====== Material provided ======
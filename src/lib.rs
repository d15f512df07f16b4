pub mod api;
pub mod auth;
pub mod config;
pub mod db;
pub mod domain;
pub mod import;
pub mod models;
pub mod seed;
pub mod services;
pub mod validation;
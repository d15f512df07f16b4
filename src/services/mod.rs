pub mod booking_service;
pub mod catalog_service;
pub mod client_service;
pub mod employee_service;
pub mod report_service;
pub mod review_service;
pub mod user_service;
use sea_orm::entity::prelude::*;
use serde::{Deserialize, Serialize};

#[derive(Clone, Debug, PartialEq, DeriveEntityModel, Serialize, Deserialize)]
#[sea_orm(table_name = "employees")]
pub struct Model {
    #[sea_orm(primary_key)]
    pub id: i32,
    pub first_name: String,
    pub last_name: String,
    pub position: String,
    pub hire_date: String,
    pub salary: f64,
    pub is_active: bool,
}

#[derive(Copy, Clone, Debug, EnumIter, DeriveRelation)]
pub enum Relation {
    #[sea_orm(has_many = "super::booking::Entity")]
    Bookings,
    #[sea_orm(has_many = "super::user::Entity")]
    Users,
}

impl Related<super::booking::Entity> for Entity {
    fn to() -> RelationDef {
        Relation::Bookings.def()
    }
}

impl Related<super::user::Entity> for Entity {
    fn to() -> RelationDef {
        Relation::Users.def()
    }
}

impl ActiveModelBehavior for ActiveModel {}

#[derive(Debug, Clone, Serialize, Deserialize)]
pub struct EmployeeDto {
    pub first_name: String,
    pub last_name: String,
    pub position: String,
    pub hire_date: String,
    pub salary: f64,
    #[serde(default = "default_active")]
    pub is_active: bool,
}

fn default_active() -> bool {
    true
}
use axum::{
    extract::{Path, Query, State},
    http::StatusCode,
    response::IntoResponse,
    Json,
};
use sea_orm::DatabaseConnection;
use serde::Deserialize;
use serde_json::json;

use crate::models::booking::BookingDto;
use crate::models::payment::PaymentDto;
use crate::services::booking_service::{self, BookingFilter};
use crate::services::report_service;

use super::error_response;

#[derive(Deserialize)]
pub struct BookingQuery {
    pub client_id: Option<i32>,
    pub tour_id: Option<i32>,
    pub status: Option<String>,
}

pub async fn list_bookings(
    State(db): State<DatabaseConnection>,
    Query(params): Query<BookingQuery>,
) -> impl IntoResponse {
    let filter = BookingFilter {
        client_id: params.client_id,
        tour_id: params.tour_id,
        status: params.status,
    };

    match booking_service::list_bookings(&db, filter).await {
        Ok(bookings) => (StatusCode::OK, Json(bookings)).into_response(),
        Err(e) => error_response(e),
    }
}

pub async fn get_booking(
    State(db): State<DatabaseConnection>,
    Path(id): Path<i32>,
) -> impl IntoResponse {
    match booking_service::get_booking(&db, id).await {
        Ok(booking) => (StatusCode::OK, Json(booking)).into_response(),
        Err(e) => error_response(e),
    }
}

pub async fn create_booking(
    State(db): State<DatabaseConnection>,
    Json(payload): Json<BookingDto>,
) -> impl IntoResponse {
    match booking_service::create_booking(&db, payload).await {
        Ok(booking) => (StatusCode::CREATED, Json(booking)).into_response(),
        Err(e) => error_response(e),
    }
}

pub async fn delete_booking(
    State(db): State<DatabaseConnection>,
    Path(id): Path<i32>,
) -> impl IntoResponse {
    match booking_service::delete_booking(&db, id).await {
        Ok(()) => (StatusCode::OK, Json(json!({ "message": "Booking deleted" }))).into_response(),
        Err(e) => error_response(e),
    }
}

#[derive(Deserialize)]
pub struct StatusRequest {
    pub status: String,
}

pub async fn update_status(
    State(db): State<DatabaseConnection>,
    Path(id): Path<i32>,
    Json(payload): Json<StatusRequest>,
) -> impl IntoResponse {
    match booking_service::update_booking_status(&db, id, &payload.status).await {
        Ok(booking) => (StatusCode::OK, Json(booking)).into_response(),
        Err(e) => error_response(e),
    }
}

pub async fn record_payment(
    State(db): State<DatabaseConnection>,
    Path(id): Path<i32>,
    Json(payload): Json<PaymentDto>,
) -> impl IntoResponse {
    match booking_service::record_payment(&db, id, payload).await {
        Ok(payment) => (StatusCode::CREATED, Json(payment)).into_response(),
        Err(e) => error_response(e),
    }
}

pub async fn list_payments(
    State(db): State<DatabaseConnection>,
    Path(id): Path<i32>,
) -> impl IntoResponse {
    match booking_service::list_payments(&db, id).await {
        Ok(payments) => (StatusCode::OK, Json(payments)).into_response(),
        Err(e) => error_response(e),
    }
}

#[derive(Deserialize)]
pub struct QuoteQuery {
    pub tour_id: i32,
    pub departure_date: String,
    pub return_date: String,
}

pub async fn quote_price(
    State(db): State<DatabaseConnection>,
    Query(params): Query<QuoteQuery>,
) -> impl IntoResponse {
    match booking_service::quote_price(
        &db,
        params.tour_id,
        &params.departure_date,
        &params.return_date,
    )
    .await
    {
        Ok(total) => (StatusCode::OK, Json(json!({ "total_price": total }))).into_response(),
        Err(e) => error_response(e),
    }
}

pub async fn bookings_report(State(db): State<DatabaseConnection>) -> impl IntoResponse {
    match report_service::bookings_report(&db).await {
        Ok(rows) => (StatusCode::OK, Json(rows)).into_response(),
        Err(e) => error_response(e),
    }
}
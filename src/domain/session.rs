//! Authenticated session context
//!
//! Passed explicitly into every operation that is gated by role, instead of
//! holding a process-global current user.

use serde::{Deserialize, Serialize};

use super::errors::ServiceError;

pub const ROLE_MANAGER: &str = "manager";
pub const ROLE_ADMIN: &str = "admin";

#[derive(Debug, Clone, Serialize, Deserialize)]
pub struct Session {
    pub user_id: i32,
    pub username: String,
    pub role: String,
}

impl Session {
    pub fn is_admin(&self) -> bool {
        self.role == ROLE_ADMIN
    }

    pub fn require_admin(&self) -> Result<(), ServiceError> {
        if self.is_admin() {
            Ok(())
        } else {
            Err(ServiceError::Forbidden)
        }
    }
}

pub fn is_valid_role(role: &str) -> bool {
    role == ROLE_MANAGER || role == ROLE_ADMIN
}
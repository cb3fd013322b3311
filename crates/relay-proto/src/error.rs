//! Error types for line parsing and framing.

use thiserror::Error;

/// Errors raised while reading or decoding IRC lines.
#[derive(Debug, Error)]
pub enum ProtocolError {
    #[error("empty line")]
    EmptyLine,

    #[error("invalid command in line: {0:?}")]
    InvalidCommand(String),

    #[error("line exceeds {limit} bytes")]
    LineTooLong { limit: usize },

    #[error("io error: {0}")]
    Io(#[from] std::io::Error),
}

impl ProtocolError {
    /// Static label for logs and metrics.
    pub fn error_code(&self) -> &'static str {
        match self {
            Self::EmptyLine => "empty_line",
            Self::InvalidCommand(_) => "invalid_command",
            Self::LineTooLong { .. } => "line_too_long",
            Self::Io(_) => "io",
        }
    }
}
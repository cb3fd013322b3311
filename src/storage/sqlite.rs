//! SQLite storage using SQLx.

use async_trait::async_trait;
use sqlx::SqlitePool;
use sqlx::sqlite::{SqliteConnectOptions, SqlitePoolOptions};
use std::path::Path;
use std::sync::atomic::{AtomicU64, Ordering};
use std::time::Duration;
use tracing::info;

use super::{ModuleDescriptor, Storage, StorageError};
use crate::config::{AiConfig, IrcConfig};
use crate::moderation::ModerationConfig;

static MEMDB_COUNTER: AtomicU64 = AtomicU64::new(0);

type ModuleRow = (i64, String, String, String, bool, String);
type ModerationRow = (String, bool, i64, i64, i64);

/// Database handle with connection pool.
#[derive(Debug, Clone)]
pub struct SqliteStorage {
    pool: SqlitePool,
}

impl SqliteStorage {
    /// Connection acquire timeout - prevents a wedged database from blocking reloads forever.
    const ACQUIRE_TIMEOUT: Duration = Duration::from_secs(5);

    /// Open (creating if needed) the database at `path` and run migrations.
    /// `":memory:"` opens a private in-memory database.
    pub async fn open(path: &str) -> Result<Self, StorageError> {
        let (options, max_connections) = if path == ":memory:" {
            // Shared-cache name unique per call so parallel tests never collide.
            let id = MEMDB_COUNTER.fetch_add(1, Ordering::Relaxed);
            let uri = format!(
                "file:slirc-relay-memdb-{}-{}?mode=memory&cache=shared",
                std::process::id(),
                id
            );
            let options = SqliteConnectOptions::new()
                .filename(&uri)
                .shared_cache(true)
                .create_if_missing(true);
            (options, 1)
        } else {
            if let Some(parent) = Path::new(path).parent()
                && !parent.as_os_str().is_empty()
                && let Err(e) = std::fs::create_dir_all(parent)
            {
                tracing::warn!(path = %parent.display(), error = %e, "Failed to create database directory");
            }
            let options = SqliteConnectOptions::new()
                .filename(path)
                .create_if_missing(true);
            (options, 4)
        };

        let pool = SqlitePoolOptions::new()
            .max_connections(max_connections)
            .acquire_timeout(Self::ACQUIRE_TIMEOUT)
            .connect_with(options)
            .await?;

        info!(path = %path, "Database connected");

        sqlx::migrate!("./migrations").run(&pool).await?;
        info!("Database migrations checked/applied");

        Ok(Self { pool })
    }

    pub fn pool(&self) -> &SqlitePool {
        &self.pool
    }

    /// Insert or replace a module row.
    pub async fn save_module(&self, module: &ModuleDescriptor) -> Result<(), StorageError> {
        let settings = serde_json::to_string(&module.settings)
            .map_err(|e| StorageError::Invalid(e.to_string()))?;
        sqlx::query(
            r#"
            INSERT INTO modules (id, name, trigger, kind, enabled, settings)
            VALUES (?, ?, ?, ?, ?, ?)
            ON CONFLICT(id) DO UPDATE SET
                name = excluded.name,
                trigger = excluded.trigger,
                kind = excluded.kind,
                enabled = excluded.enabled,
                settings = excluded.settings
            "#,
        )
        .bind(module.id)
        .bind(&module.name)
        .bind(&module.trigger)
        .bind(&module.kind)
        .bind(module.enabled)
        .bind(settings)
        .execute(&self.pool)
        .await?;
        Ok(())
    }

    /// Returns whether a row was changed.
    pub async fn set_module_enabled(&self, id: i64, enabled: bool) -> Result<bool, StorageError> {
        let result = sqlx::query("UPDATE modules SET enabled = ? WHERE id = ?")
            .bind(enabled)
            .bind(id)
            .execute(&self.pool)
            .await?;
        Ok(result.rows_affected() > 0)
    }

    pub async fn delete_module(&self, id: i64) -> Result<bool, StorageError> {
        let result = sqlx::query("DELETE FROM modules WHERE id = ?")
            .bind(id)
            .execute(&self.pool)
            .await?;
        Ok(result.rows_affected() > 0)
    }

    /// Insert or replace the moderation row for a channel.
    pub async fn save_moderation(&self, config: &ModerationConfig) -> Result<(), StorageError> {
        sqlx::query(
            r#"
            INSERT INTO channel_moderation
                (channel, enabled, flood_threshold, flood_timeframe_secs, caps_percentage)
            VALUES (?, ?, ?, ?, ?)
            ON CONFLICT(channel) DO UPDATE SET
                enabled = excluded.enabled,
                flood_threshold = excluded.flood_threshold,
                flood_timeframe_secs = excluded.flood_timeframe_secs,
                caps_percentage = excluded.caps_percentage
            "#,
        )
        .bind(&config.channel)
        .bind(config.enabled)
        .bind(i64::from(config.flood_threshold))
        .bind(config.flood_timeframe_secs as i64)
        .bind(i64::from(config.caps_percentage))
        .execute(&self.pool)
        .await?;
        Ok(())
    }

    pub async fn save_connection_settings(&self, irc: &IrcConfig) -> Result<(), StorageError> {
        self.save_singleton("connection_settings", irc).await
    }

    pub async fn save_ai_settings(&self, ai: &AiConfig) -> Result<(), StorageError> {
        self.save_singleton("ai_settings", ai).await
    }

    /// First-run seeding: copy settings and rows from the config file into
    /// empty tables. Existing rows win.
    pub async fn seed(
        &self,
        irc: &IrcConfig,
        ai: &AiConfig,
        modules: &[ModuleDescriptor],
        moderation: &[ModerationConfig],
    ) -> Result<(), StorageError> {
        if self.load_singleton::<IrcConfig>("connection_settings").await?.is_none() {
            self.save_connection_settings(irc).await?;
            info!("Seeded connection settings from config file");
        }
        if self.load_singleton::<AiConfig>("ai_settings").await?.is_none() {
            self.save_ai_settings(ai).await?;
        }

        let (module_count,): (i64,) = sqlx::query_as("SELECT COUNT(*) FROM modules")
            .fetch_one(&self.pool)
            .await?;
        if module_count == 0 {
            for module in modules {
                self.save_module(module).await?;
            }
        }

        let (moderation_count,): (i64,) =
            sqlx::query_as("SELECT COUNT(*) FROM channel_moderation")
                .fetch_one(&self.pool)
                .await?;
        if moderation_count == 0 {
            for config in moderation {
                self.save_moderation(config).await?;
            }
        }
        Ok(())
    }

    async fn save_singleton<T: serde::Serialize>(
        &self,
        table: &'static str,
        value: &T,
    ) -> Result<(), StorageError> {
        let body = serde_json::to_string(value).map_err(|e| StorageError::Invalid(e.to_string()))?;
        let sql = format!(
            "INSERT INTO {table} (id, body, updated_at) VALUES (1, ?, ?) \
             ON CONFLICT(id) DO UPDATE SET body = excluded.body, updated_at = excluded.updated_at"
        );
        sqlx::query(&sql)
            .bind(body)
            .bind(chrono::Utc::now().timestamp())
            .execute(&self.pool)
            .await?;
        Ok(())
    }

    async fn load_singleton<T: serde::de::DeserializeOwned>(
        &self,
        table: &'static str,
    ) -> Result<Option<T>, StorageError> {
        let sql = format!("SELECT body FROM {table} WHERE id = 1");
        let row: Option<(String,)> = sqlx::query_as(&sql).fetch_optional(&self.pool).await?;
        row.map(|(body,)| {
            serde_json::from_str(&body)
                .map_err(|e| StorageError::Invalid(format!("{table}: {e}")))
        })
        .transpose()
    }
}

fn module_from_row(row: ModuleRow) -> Result<ModuleDescriptor, StorageError> {
    let (id, name, trigger, kind, enabled, settings) = row;
    let settings = serde_json::from_str(&settings)
        .map_err(|e| StorageError::Invalid(format!("module {id} settings: {e}")))?;
    Ok(ModuleDescriptor {
        id,
        name,
        trigger,
        kind,
        enabled,
        settings,
    })
}

fn moderation_from_row(row: ModerationRow) -> Result<ModerationConfig, StorageError> {
    let (channel, enabled, threshold, timeframe, caps) = row;
    let invalid = |field: &str, value: i64| {
        StorageError::Invalid(format!("{channel}: {field} = {value}"))
    };
    Ok(ModerationConfig {
        flood_threshold: u32::try_from(threshold).map_err(|_| invalid("flood_threshold", threshold))?,
        flood_timeframe_secs: u64::try_from(timeframe)
            .map_err(|_| invalid("flood_timeframe_secs", timeframe))?,
        caps_percentage: u8::try_from(caps)
            .ok()
            .filter(|pct| *pct <= 100)
            .ok_or_else(|| invalid("caps_percentage", caps))?,
        enabled,
        channel,
    })
}

#[async_trait]
impl Storage for SqliteStorage {
    async fn enabled_modules(&self) -> Result<Vec<ModuleDescriptor>, StorageError> {
        let rows: Vec<ModuleRow> = sqlx::query_as(
            "SELECT id, name, trigger, kind, enabled, settings FROM modules WHERE enabled = 1 ORDER BY id",
        )
        .fetch_all(&self.pool)
        .await?;
        rows.into_iter().map(module_from_row).collect()
    }

    async fn module(&self, id: i64) -> Result<Option<ModuleDescriptor>, StorageError> {
        let row: Option<ModuleRow> = sqlx::query_as(
            "SELECT id, name, trigger, kind, enabled, settings FROM modules WHERE id = ?",
        )
        .bind(id)
        .fetch_optional(&self.pool)
        .await?;
        row.map(module_from_row).transpose()
    }

    async fn moderation_configs(&self) -> Result<Vec<ModerationConfig>, StorageError> {
        let rows: Vec<ModerationRow> = sqlx::query_as(
            "SELECT channel, enabled, flood_threshold, flood_timeframe_secs, caps_percentage \
             FROM channel_moderation ORDER BY channel",
        )
        .fetch_all(&self.pool)
        .await?;
        rows.into_iter().map(moderation_from_row).collect()
    }

    async fn connection_settings(&self) -> Result<IrcConfig, StorageError> {
        self.load_singleton("connection_settings")
            .await?
            .ok_or(StorageError::NotFound("connection_settings"))
    }

    async fn ai_settings(&self) -> Result<AiConfig, StorageError> {
        Ok(self.load_singleton("ai_settings").await?.unwrap_or_default())
    }
}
======
[Your task] Check each line of the material for the word "process". Copy the ones that have it.

[Result of this task]
//! holding a process-global current user.
                std::process::id(),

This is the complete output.